I can file an issue first and happy to fix it. As for the fix, I need to check the code again. I do not fully understand why we need to do SPLIT in the first place.

look at an implementation of GroupKeyGenerator e.g. DictionaryBasedGroupKeyGenerator. In the getGroupKey method, we append the group key strings, using tab

and so in all places later on, we split with tab. If you trace usages of `
```GroupKeyGenerator.DELIMITER```
you’ll see them all

can we not concatenate the column values and then split them later? this is my main question.

afaik, that would require a significant amount of changes in the core group by functionality

changing delimiter will introduce another config and it is hard to predict what special character users put into their Pinot table.

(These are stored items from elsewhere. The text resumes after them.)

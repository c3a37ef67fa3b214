use chrono::{DateTime, Duration, Local, NaiveDate, NaiveTime, TimeZone};
use serde::{Deserialize, Serialize};
use std::path::PathBuf;

// ---------------------------------------------------------------------------
// Channel
// ---------------------------------------------------------------------------

/// A channel as enumerated by the VDR backend.
///
/// The ordinal `number` is the 1-based position in the backend's listing;
/// the `id` is the stable channel identifier used everywhere else.
#[derive(Debug, Clone, PartialEq, Serialize, Deserialize)]
pub struct Channel {
    pub id: String,
    pub number: u32,
    pub name: String,
    #[serde(default, skip_serializing_if = "Option::is_none")]
    pub provider: Option<String>,
    /// Physical tuning resource descriptor (`source:frequency`).
    pub transponder: String,
}

/// Parse one channel listing line:
/// `<id> <name>[;<provider>]:<freq>:<params>:<source>:…`
///
/// `position` is the 1-based index in the listing and becomes the ordinal
/// channel number. Returns `None` for lines that do not look like a channel.
pub fn parse_channel_line(line: &str, position: u32) -> Option<Channel> {
    let (id, rest) = line.split_once(' ')?;
    if id.is_empty() {
        return None;
    }

    let mut fields = rest.split(':');
    let name_field = fields.next()?;
    let freq = fields.next().unwrap_or("");
    let _params = fields.next().unwrap_or("");
    let source = fields.next().unwrap_or("");

    let (name, provider) = match name_field.split_once(';') {
        Some((n, p)) if !p.is_empty() => (n.to_string(), Some(p.to_string())),
        Some((n, _)) => (n.to_string(), None),
        None => (name_field.to_string(), None),
    };
    if name.is_empty() {
        return None;
    }

    let transponder = if !source.is_empty() && !freq.is_empty() {
        format!("{source}:{freq}")
    } else {
        transponder_key(id).to_string()
    };

    Some(Channel {
        id: id.to_string(),
        number: position,
        name,
        provider,
        transponder,
    })
}

/// Derive the tuning-resource key from a channel id.
///
/// Channel ids end in a service id (`S19.2E-1-100-10`); every service on
/// the same transponder shares the prefix, so a single tuner can record
/// all of them at once.
pub fn transponder_key(channel_id: &str) -> &str {
    channel_id
        .rsplit_once('-')
        .map(|(prefix, _)| prefix)
        .unwrap_or(channel_id)
}

// ---------------------------------------------------------------------------
// EPG event
// ---------------------------------------------------------------------------

/// A single electronic-program-guide event.
#[derive(Debug, Clone, PartialEq, Serialize, Deserialize)]
pub struct EpgEvent {
    pub id: u32,
    pub channel_id: String,
    /// Filled from the channel cache when the listing itself lacks it.
    #[serde(default, skip_serializing_if = "Option::is_none")]
    pub channel_number: Option<u32>,
    #[serde(default, skip_serializing_if = "Option::is_none")]
    pub channel_name: Option<String>,
    pub title: String,
    #[serde(default, skip_serializing_if = "Option::is_none")]
    pub subtitle: Option<String>,
    #[serde(default, skip_serializing_if = "Option::is_none")]
    pub description: Option<String>,
    pub start: DateTime<Local>,
    pub stop: DateTime<Local>,
    pub duration_secs: i64,
}

/// Parse an EPG listing (the payload lines of an `LSTE` response).
///
/// The listing is a stream of sub-records:
/// * `C <channelID> <channelName>` — channel context for following events
/// * `E <eventID> <unixStart> <durationSeconds> …` — event header
/// * `T <title>` / `S <subtitle>` / `D <descLine>` — text fields
///   (multiple `D` lines concatenate with a newline)
/// * `e` — end of event, `c` — end of channel
///
/// Unparseable lines are skipped.
pub fn parse_epg(lines: &[String]) -> Vec<EpgEvent> {
    let mut events = Vec::new();

    let mut channel_id = String::new();
    let mut channel_name: Option<String> = None;
    let mut current: Option<EpgEvent> = None;

    for line in lines {
        let (tag, payload) = match line.split_once(' ') {
            Some((t, p)) => (t, p),
            None => (line.as_str(), ""),
        };

        match tag {
            "C" => {
                let mut parts = payload.splitn(2, ' ');
                channel_id = parts.next().unwrap_or("").to_string();
                channel_name = parts.next().map(|s| s.to_string());
            }
            "E" => {
                let mut parts = payload.split_whitespace();
                let id = parts.next().and_then(|s| s.parse::<u32>().ok());
                let start = parts.next().and_then(|s| s.parse::<i64>().ok());
                let duration = parts.next().and_then(|s| s.parse::<i64>().ok());
                if let (Some(id), Some(start), Some(duration)) = (id, start, duration) {
                    if let Some(start) = Local.timestamp_opt(start, 0).single() {
                        current = Some(EpgEvent {
                            id,
                            channel_id: channel_id.clone(),
                            channel_number: None,
                            channel_name: channel_name.clone(),
                            title: String::new(),
                            subtitle: None,
                            description: None,
                            start,
                            stop: start + Duration::seconds(duration),
                            duration_secs: duration,
                        });
                    }
                }
            }
            "T" => {
                if let Some(ev) = current.as_mut() {
                    ev.title = payload.to_string();
                }
            }
            "S" => {
                if let Some(ev) = current.as_mut() {
                    ev.subtitle = Some(payload.to_string());
                }
            }
            "D" => {
                if let Some(ev) = current.as_mut() {
                    match ev.description.as_mut() {
                        Some(desc) => {
                            desc.push('\n');
                            desc.push_str(payload);
                        }
                        None => ev.description = Some(payload.to_string()),
                    }
                }
            }
            "e" => {
                if let Some(ev) = current.take() {
                    events.push(ev);
                }
            }
            "c" => {
                channel_id.clear();
                channel_name = None;
            }
            _ => {}
        }
    }

    events
}
use axum::extract::{Path, Query, State};
use axum::Json;
use serde::{Deserialize, Serialize};
use std::sync::Arc;

use crate::error::ApiError;
use crate::models::{Channel, EpgEvent, Recording, Timer};
use crate::vdr::{SearchOptions, TimerStatus};
use crate::AppState;

// ---------------------------------------------------------------------------
// Channels
// ---------------------------------------------------------------------------

/// GET /api/channels
pub async fn channels(
    State(state): State<Arc<AppState>>,
) -> Result<Json<Vec<Channel>>, ApiError> {
    Ok(Json(state.vdr.channels().await?))
}

#[derive(Serialize)]
pub struct CurrentChannelResponse {
    pub channel: String,
}

/// GET /api/channels/current
pub async fn current_channel(
    State(state): State<Arc<AppState>>,
) -> Result<Json<CurrentChannelResponse>, ApiError> {
    let channel = state.vdr.current_channel().await?;
    Ok(Json(CurrentChannelResponse { channel }))
}

#[derive(Deserialize)]
pub struct SetChannelRequest {
    pub channel: String,
}

/// POST /api/channels/current
pub async fn set_channel(
    State(state): State<Arc<AppState>>,
    Json(request): Json<SetChannelRequest>,
) -> Result<Json<CurrentChannelResponse>, ApiError> {
    let channel = state.vdr.set_channel(&request.channel).await?;
    Ok(Json(CurrentChannelResponse { channel }))
}

// ---------------------------------------------------------------------------
// EPG
// ---------------------------------------------------------------------------

#[derive(Deserialize)]
pub struct EpgQuery {
    #[serde(default)]
    pub channel: Option<String>,
    /// Unix seconds; zero or absent means the whole schedule.
    #[serde(default)]
    pub at: Option<i64>,
}

/// GET /api/epg
pub async fn epg(
    State(state): State<Arc<AppState>>,
    Query(query): Query<EpgQuery>,
) -> Result<Json<Vec<EpgEvent>>, ApiError> {
    let events = state.vdr.epg(query.channel.as_deref(), query.at).await?;
    Ok(Json(events))
}

/// GET /api/epg/now
pub async fn epg_now(
    State(state): State<Arc<AppState>>,
) -> Result<Json<Vec<EpgEvent>>, ApiError> {
    Ok(Json(state.vdr.current_programs().await?))
}

/// POST /api/epg/search
pub async fn epg_search(
    State(state): State<Arc<AppState>>,
    Json(options): Json<SearchOptions>,
) -> Result<Json<Vec<EpgEvent>>, ApiError> {
    Ok(Json(state.vdr.search(&options).await?))
}

// ---------------------------------------------------------------------------
// Timers
// ---------------------------------------------------------------------------

/// GET /api/timers — every timer, annotated with its overlap class.
pub async fn timers(
    State(state): State<Arc<AppState>>,
) -> Result<Json<Vec<TimerStatus>>, ApiError> {
    Ok(Json(state.vdr.timers_with_overlap().await?))
}

/// POST /api/timers
pub async fn create_timer(
    State(state): State<Arc<AppState>>,
    Json(timer): Json<Timer>,
) -> Result<Json<Timer>, ApiError> {
    timer.validate().map_err(ApiError::bad_request)?;
    state.vdr.create_timer(&timer).await?;
    Ok(Json(timer))
}

/// PUT /api/timers/:id
pub async fn update_timer(
    State(state): State<Arc<AppState>>,
    Path(id): Path<u32>,
    Json(mut timer): Json<Timer>,
) -> Result<Json<Timer>, ApiError> {
    timer.id = id;
    timer.validate().map_err(ApiError::bad_request)?;
    state.vdr.update_timer(&timer).await?;
    Ok(Json(timer))
}

#[derive(Serialize)]
pub struct DeletedResponse {
    pub deleted: bool,
}

/// DELETE /api/timers/:id
pub async fn delete_timer(
    State(state): State<Arc<AppState>>,
    Path(id): Path<u32>,
) -> Result<Json<DeletedResponse>, ApiError> {
    state.vdr.delete_timer(id).await?;
    Ok(Json(DeletedResponse { deleted: true }))
}

#[derive(Serialize)]
pub struct ToggleResponse {
    pub active: bool,
}

/// POST /api/timers/:id/toggle
pub async fn toggle_timer(
    State(state): State<Arc<AppState>>,
    Path(id): Path<u32>,
) -> Result<Json<ToggleResponse>, ApiError> {
    let active = state.vdr.toggle_timer(id).await?;
    Ok(Json(ToggleResponse { active }))
}

#[derive(Deserialize)]
pub struct TimerFromEventRequest {
    pub event: u32,
    #[serde(default)]
    pub channel: Option<String>,
}

/// POST /api/timers/from-event — create a timer for an EPG event with
/// the configured recording margins applied.
pub async fn timer_from_event(
    State(state): State<Arc<AppState>>,
    Json(request): Json<TimerFromEventRequest>,
) -> Result<Json<Timer>, ApiError> {
    let timer = state
        .vdr
        .create_timer_from_event(request.event, request.channel.as_deref())
        .await?;
    Ok(Json(timer))
}

// ---------------------------------------------------------------------------
// Recordings
// ---------------------------------------------------------------------------

/// GET /api/recordings
pub async fn recordings(
    State(state): State<Arc<AppState>>,
) -> Result<Json<Vec<Recording>>, ApiError> {
    Ok(Json(state.vdr.recordings().await?))
}

/// DELETE /api/recordings/:id
pub async fn delete_recording(
    State(state): State<Arc<AppState>>,
    Path(id): Path<u32>,
) -> Result<Json<DeletedResponse>, ApiError> {
    state.vdr.delete_recording(id).await?;
    Ok(Json(DeletedResponse { deleted: true }))
}

// ---------------------------------------------------------------------------
// Remote control & cache
// ---------------------------------------------------------------------------

#[derive(Serialize)]
pub struct SentResponse {
    pub sent: bool,
}

/// POST /api/remote/:key
pub async fn remote_key(
    State(state): State<Arc<AppState>>,
    Path(key): Path<String>,
) -> Result<Json<SentResponse>, ApiError> {
    state.vdr.send_key(&key).await?;
    Ok(Json(SentResponse { sent: true }))
}

#[derive(Serialize)]
pub struct InvalidatedResponse {
    pub invalidated: bool,
}

/// POST /api/cache/invalidate — the UI's refresh button.
pub async fn invalidate_cache(State(state): State<Arc<AppState>>) -> Json<InvalidatedResponse> {
    state.vdr.invalidate_caches();
    Json(InvalidatedResponse { invalidated: true })
}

Since delimiter is transient per query, what’s the issue with changing the static final? \t seems like a poor choice for delimiter 

In the end we walk around the issue by doing a trim ops in Presto.

Sorry for the late reply. We tried not to do a rebuild to change the delimiter. Also the table data may have other weird characters which make the new delimiter not working correctly.